> Exercise objective: For the material that follows, list every line containing the word "Some".

> Records for the exercise:
//! Read path composing fetch, parse, cache, and filtering.

use std::sync::Arc;
use url::Url;

use crate::cache::FeedCache;
use crate::error::FeedError;
use crate::feed::FeedParser;
use crate::fetch::FeedFetcher;
use crate::item::Item;

/// Fetches feeds through the cache.
///
/// A live cached entry short-circuits the network and parse work entirely.
/// On a miss the full unfiltered parse result is cached, then any filter is
/// applied; filtering never affects what gets stored. Fetch and parse
/// failures propagate unchanged and never populate the cache.
pub struct FeedRepository {
    fetcher: Arc<dyn FeedFetcher>,
    parser: FeedParser,
    cache: FeedCache,
}

impl FeedRepository {
    pub fn new(fetcher: Arc<dyn FeedFetcher>, parser: FeedParser, cache: FeedCache) -> Self {
        Self {
            fetcher,
            parser,
            cache,
        }
    }

    /// Returns all items for `url`, from cache when live, fetching and
    /// parsing otherwise.
    pub async fn fetch(&self, url: &Url) -> Result<Vec<Item>, FeedError> {
        self.load(url).await
    }

    /// Like [`FeedRepository::fetch`], applying `predicate` to the result.
    ///
    /// The predicate runs only after a full list exists (fresh or cached),
    /// never during parsing, and the cache always holds the unfiltered list.
    pub async fn fetch_filtered<P>(&self, url: &Url, predicate: P) -> Result<Vec<Item>, FeedError>
    where
        P: Fn(&Item) -> bool,
    {
        let items = self.load(url).await?;
        Ok(items.into_iter().filter(|item| predicate(item)).collect())
    }

    /// Drops the cached entry for `url`, if any.
    pub async fn invalidate(&self, url: &Url) {
        self.cache.remove(url).await;
    }

    /// Drops every cached entry.
    pub async fn invalidate_all(&self) {
        self.cache.clear().await;
    }

    async fn load(&self, url: &Url) -> Result<Vec<Item>, FeedError> {
        if let Some(items) = self.cache.get(url).await {
            tracing::debug!(url = %url, count = items.len(), "returning cached items");
            return Ok(items);
        }

        let items = self.parser.parse_url(self.fetcher.as_ref(), url).await?;
        self.cache.set(url.clone(), items.clone()).await;
        tracing::info!(url = %url, count = items.len(), "fetched and cached feed");
        Ok(items)
    }
}

#[cfg(test)]
mod tests {
    use super::*;
    use crate::config::{CacheConfig, ParserConfig};
    use crate::fetch::HttpFetcher;
    use pretty_assertions::assert_eq;
    use wiremock::matchers::{method, path};
    use wiremock::{Mock, MockServer, ResponseTemplate};

    const VALID_RSS: &str = r#"<?xml version="1.0"?>
<rss version="2.0"><channel>
    <item><guid>1234</guid><title>Test Title 1</title><link>https://example.com/1</link></item>
    <item><guid>5678</guid><title>Test Title 2</title><link>https://example.com/2</link></item>
</channel></rss>"#;

    fn repository() -> FeedRepository {
        FeedRepository::new(
            Arc::new(HttpFetcher::default()),
            FeedParser::new(ParserConfig::default()),
            FeedCache::new(CacheConfig::default()),
        )
    }

    fn feed_url(server: &MockServer) -> Url {
        Url::parse(&format!("{}/feed.xml", server.uri())).unwrap()
    }

    #[tokio::test]
    async fn test_fetch_parses_and_returns_items() {
        let server = MockServer::start().await;
        Mock::given(method("GET"))
            .respond_with(ResponseTemplate::new(200).set_body_string(VALID_RSS))
            .mount(&server)
            .await;

        let items = repository().fetch(&feed_url(&server)).await.unwrap();
        assert_eq!(items.len(), 2);
        assert_eq!(items[0].id, "1234");
        assert_eq!(items[1].id, "5678");
    }

    #[tokio::test]
    async fn test_second_fetch_served_from_cache() {
        let server = MockServer::start().await;
        Mock::given(method("GET"))
            .respond_with(ResponseTemplate::new(200).set_body_string(VALID_RSS))
            .expect(1) // the second fetch must not hit the network
            .mount(&server)
            .await;

        let repo = repository();
        let url = feed_url(&server);
        let first = repo.fetch(&url).await.unwrap();
        let second = repo.fetch(&url).await.unwrap();
        assert_eq!(first, second);
    }

    #[tokio::test]
    async fn test_filter_applies_after_cache_stores_full_list() {
        let server = MockServer::start().await;
        Mock::given(method("GET"))
            .respond_with(ResponseTemplate::new(200).set_body_string(VALID_RSS))
            .expect(1)
            .mount(&server)
            .await;

        let repo = repository();
        let url = feed_url(&server);

        let filtered = repo
            .fetch_filtered(&url, |item| item.id == "5678")
            .await
            .unwrap();
        assert_eq!(filtered.len(), 1);
        assert_eq!(filtered[0].id, "5678");

        // The cache holds the unfiltered list.
        let all = repo.fetch(&url).await.unwrap();
        assert_eq!(all.len(), 2);
    }

    #[tokio::test]
    async fn test_fetch_failure_propagates_and_is_not_cached() {
        let server = MockServer::start().await;
        Mock::given(method("GET"))
            .and(path("/feed.xml"))
            .respond_with(ResponseTemplate::new(500))
            .up_to_n_times(1)
            .mount(&server)
            .await;
        Mock::given(method("GET"))
            .and(path("/feed.xml"))
            .respond_with(ResponseTemplate::new(200).set_body_string(VALID_RSS))
            .mount(&server)
            .await;

        let repo = repository();
        let url = feed_url(&server);

        let err = repo.fetch(&url).await.unwrap_err();
        assert!(matches!(
            err,
            FeedError::Network {
                status: Some(500),
                ..
            }
        ));

        // The failure was not cached: the retry reaches the healthy mock.
        let items = repo.fetch(&url).await.unwrap();
        assert_eq!(items.len(), 2);
    }

    #[tokio::test]
    async fn test_parse_failure_propagates_and_is_not_cached() {
        let server = MockServer::start().await;
        Mock::given(method("GET"))
            .respond_with(ResponseTemplate::new(200).set_body_string("<rss><channel></item>"))
            .up_to_n_times(1)
            .mount(&server)
            .await;
        Mock::given(method("GET"))
            .respond_with(ResponseTemplate::new(200).set_body_string(VALID_RSS))
            .mount(&server)
            .await;

        let repo = repository();
        let url = feed_url(&server);

        assert!(matches!(
            repo.fetch(&url).await.unwrap_err(),
            FeedError::Parse { .. }
        ));

        let items = repo.fetch(&url).await.unwrap();
        assert_eq!(items.len(), 2);
    }

    #[tokio::test]
    async fn test_invalidate_forces_refetch() {
        let server = MockServer::start().await;
        Mock::given(method("GET"))
            .respond_with(ResponseTemplate::new(200).set_body_string(VALID_RSS))
            .expect(2)
            .mount(&server)
            .await;

        let repo = repository();
        let url = feed_url(&server);

        repo.fetch(&url).await.unwrap();
        repo.invalidate(&url).await;
        repo.fetch(&url).await.unwrap();
    }

    #[tokio::test]
    async fn test_invalidate_all_forces_refetch_of_every_feed() {
        let server = MockServer::start().await;
        Mock::given(method("GET"))
            .and(path("/a.xml"))
            .respond_with(ResponseTemplate::new(200).set_body_string(VALID_RSS))
            .expect(2)
            .mount(&server)
            .await;
        Mock::given(method("GET"))
            .and(path("/b.xml"))
            .respond_with(ResponseTemplate::new(200).set_body_string(VALID_RSS))
            .expect(2)
            .mount(&server)
            .await;

        let repo = repository();
        let url_a = Url::parse(&format!("{}/a.xml", server.uri())).unwrap();
        let url_b = Url::parse(&format!("{}/b.xml", server.uri())).unwrap();

        repo.fetch(&url_a).await.unwrap();
        repo.fetch(&url_b).await.unwrap();
        repo.invalidate_all().await;
        repo.fetch(&url_a).await.unwrap();
        repo.fetch(&url_b).await.unwrap();
    }
}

> Exercise answer:
        if let Some(items) = self.cache.get(url).await {
                status: Some(500),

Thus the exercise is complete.